[Required action] In the records that follow, show each line where the word "true" is present.

[Raw data]
::::::::::

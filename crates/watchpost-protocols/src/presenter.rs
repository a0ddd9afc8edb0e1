//! Presentation collaborator for the alert popup.
//!
//! The popup core never draws or plays audio itself. It hands a [`PopupView`]
//! to a [`Presenter`] after every state change and asks it to play the alert
//! sound when a new alert appears.

use std::path::Path;

use serde::Serialize;

use crate::error::PresentationError;
use crate::types::{Alert, AlertKind};

/// Lifecycle phase of the popup.
#[derive(Debug, Clone, Copy, PartialEq, Eq, Hash, Default, Serialize)]
#[serde(rename_all = "lowercase")]
pub enum PopupPhase {
    #[default]
    Hidden,
    /// Visible, countdown running.
    Counting,
    /// Visible, pointer over the popup.
    Paused,
    /// Exit animation in progress.
    Closing,
}

impl PopupPhase {
    pub fn is_visible(&self) -> bool {
        matches!(self, PopupPhase::Counting | PopupPhase::Paused)
    }
}

/// Render snapshot of a displayed popup.
#[derive(Debug, Clone, PartialEq, Serialize)]
pub struct PopupView {
    pub alert: Alert,
    pub phase: PopupPhase,
    /// Remaining time units; `None` for manual-dismiss popups.
    pub remaining: Option<u32>,
    /// The countdown label is hidden while hovering.
    pub show_countdown: bool,
}

impl PopupView {
    /// Countdown label such as `"4s"`.
    pub fn countdown_label(&self) -> Option<String> {
        match (self.show_countdown, self.remaining) {
            (true, Some(remaining)) => Some(format!("{}s", remaining)),
            _ => None,
        }
    }
}

pub trait Presenter: Send + Sync {
    /// Play the sound file at `sound_path`. Errors are logged by the caller and
    /// otherwise ignored.
    fn play_sound(
        &self,
        kind: AlertKind,
        sound_path: &Path,
        volume: f32,
    ) -> Result<(), PresentationError>;

    /// Redraw the popup; `None` means nothing is displayed.
    fn render(&self, view: Option<&PopupView>) {
        let _ = view;
    }
}

/// Presenter that does nothing. Used by headless callers and tests.
#[derive(Debug, Default, Clone, Copy)]
pub struct NullPresenter;

impl Presenter for NullPresenter {
    fn play_sound(
        &self,
        _kind: AlertKind,
        _sound_path: &Path,
        _volume: f32,
    ) -> Result<(), PresentationError> {
        Ok(())
    }
}

#[cfg(test)]
mod tests {
    use super::*;

    fn view(show_countdown: bool, remaining: Option<u32>) -> PopupView {
        PopupView {
            alert: Alert::info("Camera online", "Camera 2 reconnected"),
            phase: PopupPhase::Counting,
            remaining,
            show_countdown,
        }
    }

    #[test]
    fn test_countdown_label() {
        assert_eq!(view(true, Some(4)).countdown_label().as_deref(), Some("4s"));
        assert_eq!(view(false, Some(4)).countdown_label(), None);
        assert_eq!(view(true, None).countdown_label(), None);
    }

    #[test]
    fn test_phase_visibility() {
        assert!(PopupPhase::Counting.is_visible());
        assert!(PopupPhase::Paused.is_visible());
        assert!(!PopupPhase::Closing.is_visible());
        assert!(!PopupPhase::Hidden.is_visible());
    }

    #[test]
    fn test_null_presenter_never_fails() {
        assert!(NullPresenter
            .play_sound(AlertKind::Error, Path::new("missing.mp3"), 0.5)
            .is_ok());
    }
}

::::::::::

[Completed exercise]
            (true, Some(remaining)) => Some(format!("{}s", remaining)),
        assert_eq!(view(true, Some(4)).countdown_label().as_deref(), Some("4s"));
        assert_eq!(view(true, None).countdown_label(), None);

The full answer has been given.